//! Read handles.
//!
//! Reads are served from the first block of the location set resolved at open
//! time, through its first replica. Files written by this client never span more
//! than one block, so a read past the end of that block simply comes back short.

use super::client::ClientInner;
use crate::block::LocatedBlocks;
use crate::cadapter::ChunkServerClient;
use crate::error::{FsError, Result};
use std::io::SeekFrom;
use std::sync::Arc;
use tokio::sync::Mutex;
use tracing::debug;

struct ReadState {
    replica: Option<ChunkServerClient>,
    cursor: u64,
    closed: bool,
}

/// Read-only handle with its own cursor. `pread` does not move the cursor.
pub struct ReadHandle {
    path: String,
    inner: Arc<ClientInner>,
    located: LocatedBlocks,
    state: Mutex<ReadState>,
}

impl ReadHandle {
    pub(crate) fn new(path: &str, inner: Arc<ClientInner>, located: LocatedBlocks) -> Self {
        Self {
            path: path.to_string(),
            inner,
            located,
            state: Mutex::new(ReadState {
                replica: None,
                cursor: 0,
                closed: false,
            }),
        }
    }

    pub fn path(&self) -> &str {
        &self.path
    }

    /// Block locations resolved when the handle was opened.
    pub fn locations(&self) -> &LocatedBlocks {
        &self.located
    }

    async fn pread_locked(&self, state: &mut ReadState, buf: &mut [u8], offset: u64) -> Result<usize> {
        let Some(block) = self.located.first_readable() else {
            return Err(FsError::NoLocation {
                path: self.path.clone(),
            });
        };
        if buf.is_empty() {
            return Ok(0);
        }
        let offset = i64::try_from(offset)
            .map_err(|_| FsError::InvalidArgument(format!("read offset {offset} out of range")))?;

        let replica = match state.replica.take() {
            Some(replica) => replica,
            None => {
                // first_readable guarantees a non-empty chain
                let addr = block.chain_head().unwrap_or_default();
                ChunkServerClient::connect(self.inner.rpc.clone(), addr).await
            }
        };
        let replica = state.replica.insert(replica);

        let data = replica
            .read_block(block.block_id, offset, buf.len(), self.inner.config.read_block)
            .await?;
        buf[..data.len()].copy_from_slice(&data);
        debug!(
            path = %self.path,
            block_id = block.block_id,
            offset,
            requested = buf.len(),
            delivered = data.len(),
            "pread"
        );
        Ok(data.len())
    }

    /// Read up to `buf.len()` bytes at `offset`. Returns fewer near the end of the
    /// block and 0 past it.
    pub async fn pread(&self, buf: &mut [u8], offset: u64) -> Result<usize> {
        let mut state = self.state.lock().await;
        if state.closed {
            return Err(FsError::Closed);
        }
        self.pread_locked(&mut state, buf, offset).await
    }

    /// `pread` at the cursor, advancing it by the bytes delivered.
    pub async fn read(&self, buf: &mut [u8]) -> Result<usize> {
        let mut state = self.state.lock().await;
        if state.closed {
            return Err(FsError::Closed);
        }
        let cursor = state.cursor;
        let n = self.pread_locked(&mut state, buf, cursor).await?;
        state.cursor += n as u64;
        Ok(n)
    }

    /// Move the cursor. `SeekFrom::End` is not supported, and neither is a position
    /// before the start; both leave the cursor where it was.
    pub async fn seek(&self, pos: SeekFrom) -> Result<u64> {
        let mut state = self.state.lock().await;
        if state.closed {
            return Err(FsError::Closed);
        }
        let next = match pos {
            SeekFrom::Start(n) => Some(n),
            SeekFrom::Current(delta) => state.cursor.checked_add_signed(delta),
            SeekFrom::End(_) => {
                return Err(FsError::InvalidArgument(
                    "seek relative to end of file is not supported".into(),
                ));
            }
        };
        let Some(next) = next else {
            return Err(FsError::InvalidArgument(format!(
                "seek {pos:?} from {} leaves the file",
                state.cursor
            )));
        };
        state.cursor = next;
        Ok(next)
    }

    pub async fn position(&self) -> u64 {
        self.state.lock().await.cursor
    }

    pub async fn close(&self) -> Result<()> {
        let mut state = self.state.lock().await;
        if state.closed {
            return Err(FsError::Closed);
        }
        state.closed = true;
        state.replica = None;
        Ok(())
    }
}
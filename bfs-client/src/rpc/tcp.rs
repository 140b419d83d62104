//! TCP transport: each message is a bincode-encoded `Message` in a length-delimited
//! frame. A channel opens a connection per concurrent call and keeps a few idle
//! ones around for reuse, so callers sharing a channel never queue behind each other.

use super::proto::Message;
use super::{Channel, Transport};
use crate::error::RpcError;
use async_trait::async_trait;
use bytes::Bytes;
use futures::{SinkExt, StreamExt};
use std::sync::{Arc, Mutex};
use tokio::net::TcpStream;
use tokio_util::codec::{Framed, LengthDelimitedCodec};

/// Largest accepted frame; comfortably above one write buffer plus headers.
pub const MAX_FRAME_LENGTH: usize = 64 * 1024 * 1024;

/// Idle connections kept per channel; extra ones are closed when returned.
pub const MAX_IDLE_CONNECTIONS: usize = 8;

pub(crate) type MessageStream = Framed<TcpStream, LengthDelimitedCodec>;

pub(crate) fn frame_codec() -> LengthDelimitedCodec {
    LengthDelimitedCodec::builder()
        .max_frame_length(MAX_FRAME_LENGTH)
        .new_codec()
}

#[derive(Debug, Default, Clone, Copy)]
pub struct TcpTransport;

impl Transport for TcpTransport {
    fn channel(&self, addr: &str) -> Arc<dyn Channel> {
        Arc::new(TcpChannel::new(addr))
    }
}

pub struct TcpChannel {
    addr: String,
    idle: Mutex<Vec<MessageStream>>,
}

impl TcpChannel {
    pub fn new(addr: impl Into<String>) -> Self {
        Self {
            addr: addr.into(),
            idle: Mutex::new(Vec::new()),
        }
    }

    /// Connections currently parked for reuse.
    pub fn idle_connections(&self) -> usize {
        self.idle.lock().map(|idle| idle.len()).unwrap_or(0)
    }

    fn checkout(&self) -> Option<MessageStream> {
        self.idle.lock().ok().and_then(|mut idle| idle.pop())
    }

    fn checkin(&self, stream: MessageStream) {
        if let Ok(mut idle) = self.idle.lock() {
            if idle.len() < MAX_IDLE_CONNECTIONS {
                idle.push(stream);
            }
        }
    }

    async fn connect(&self) -> Result<MessageStream, RpcError> {
        let stream = TcpStream::connect(&self.addr)
            .await
            .map_err(|source| RpcError::Connect {
                addr: self.addr.clone(),
                source,
            })?;
        if let Err(e) = stream.set_nodelay(true) {
            tracing::debug!(addr = %self.addr, "set_nodelay failed: {e}");
        }
        Ok(Framed::new(stream, frame_codec()))
    }
}

#[async_trait]
impl Channel for TcpChannel {
    fn address(&self) -> &str {
        &self.addr
    }

    async fn call(&self, request: Message) -> Result<Message, RpcError> {
        let payload = Bytes::from(bincode::serialize(&request)?);
        // A stream is only returned after a complete exchange; one dropped
        // mid-call (timeout) or failed is closed instead.
        let mut stream = match self.checkout() {
            Some(stream) => stream,
            None => self.connect().await?,
        };
        let response = exchange(&mut stream, payload, &self.addr).await?;
        self.checkin(stream);
        Ok(response)
    }
}

async fn exchange(
    stream: &mut MessageStream,
    payload: Bytes,
    addr: &str,
) -> Result<Message, RpcError> {
    stream.send(payload).await.map_err(|source| RpcError::Io {
        addr: addr.to_string(),
        source,
    })?;
    match stream.next().await {
        Some(Ok(frame)) => Ok(bincode::deserialize(&frame)?),
        Some(Err(source)) => Err(RpcError::Io {
            addr: addr.to_string(),
            source,
        }),
        None => Err(RpcError::Closed {
            addr: addr.to_string(),
        }),
    }
}

#[cfg(test)]
mod tests {
    use super::*;
    use crate::cadapter::ChunkServerClient;
    use crate::config::CallPolicy;
    use crate::rpc::proto::{StatusCode, WriteBlockRequest};
    use crate::rpc::server::spawn_server;
    use crate::rpc::{RpcClient, Service};
    use std::time::{Duration, Instant};

    struct Echo;

    #[async_trait]
    impl Service for Echo {
        async fn handle(&self, request: Message) -> Message {
            match request {
                Message::Stat { path } => Message::Error(path),
                _ => Message::Status(StatusCode::OK),
            }
        }
    }

    #[tokio::test]
    async fn test_round_trip_reuses_connection() {
        let (addr, server) = spawn_server("127.0.0.1:0", Arc::new(Echo)).await.unwrap();
        let channel = TcpChannel::new(addr.to_string());

        let resp = channel
            .call(Message::Stat {
                path: "/hello".into(),
            })
            .await
            .unwrap();
        assert_eq!(resp, Message::Error("/hello".into()));

        let resp = channel
            .call(Message::Unlink { path: "/x".into() })
            .await
            .unwrap();
        assert_eq!(resp, Message::Status(StatusCode::OK));
        assert_eq!(channel.idle_connections(), 1);

        server.abort();
    }

    /// Answers `WriteBlock` slowly and everything else at once.
    struct SlowWrites;

    #[async_trait]
    impl Service for SlowWrites {
        async fn handle(&self, request: Message) -> Message {
            match request {
                Message::WriteBlock(_) => {
                    tokio::time::sleep(Duration::from_millis(400)).await;
                    Message::WriteAck {
                        status: StatusCode::OK,
                        bad_chunkserver: None,
                    }
                }
                Message::ReadBlock { .. } => Message::BlockData {
                    status: StatusCode::OK,
                    data: b"ok".to_vec(),
                },
                _ => Message::Status(StatusCode::OK),
            }
        }
    }

    #[tokio::test]
    async fn test_calls_on_one_address_run_in_parallel() {
        let (addr, server) = spawn_server("127.0.0.1:0", Arc::new(SlowWrites))
            .await
            .unwrap();
        let rpc = Arc::new(RpcClient::new(Arc::new(TcpTransport)));
        let writer = ChunkServerClient::connect(rpc.clone(), &addr.to_string()).await;
        let reader = ChunkServerClient::connect(rpc.clone(), &addr.to_string()).await;

        let write = tokio::spawn(async move {
            let request = WriteBlockRequest {
                sequence_id: 1,
                block_id: 7,
                offset: 0,
                is_last: false,
                chunkservers: Vec::new(),
                data: vec![1; 16],
            };
            writer
                .write_block(request, CallPolicy::from_secs(5, 1))
                .await
        });
        tokio::time::sleep(Duration::from_millis(50)).await;

        let started = Instant::now();
        let data = reader
            .read_block(7, 0, 2, CallPolicy::new(Duration::from_millis(100), 1))
            .await
            .unwrap();
        assert_eq!(data, b"ok");
        assert!(started.elapsed() < Duration::from_millis(300));

        write.await.unwrap().unwrap();
        server.abort();
    }

    #[tokio::test]
    async fn test_connect_refused() {
        // bind then drop to obtain a port nobody listens on
        let listener = tokio::net::TcpListener::bind("127.0.0.1:0").await.unwrap();
        let addr = listener.local_addr().unwrap();
        drop(listener);

        let channel = TcpChannel::new(addr.to_string());
        let err = channel
            .call(Message::Stat { path: "/".into() })
            .await
            .unwrap_err();
        assert!(matches!(err, RpcError::Connect { .. }));
        assert!(err.is_retryable());
    }
}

□ □ □ □

Search the material above for the string "MessageStream". Show every line that holds it.

pub(crate) type MessageStream = Framed<TcpStream, LengthDelimitedCodec>;
    idle: Mutex<Vec<MessageStream>>,
    fn checkout(&self) -> Option<MessageStream> {
    fn checkin(&self, stream: MessageStream) {
    async fn connect(&self) -> Result<MessageStream, RpcError> {
    stream: &mut MessageStream,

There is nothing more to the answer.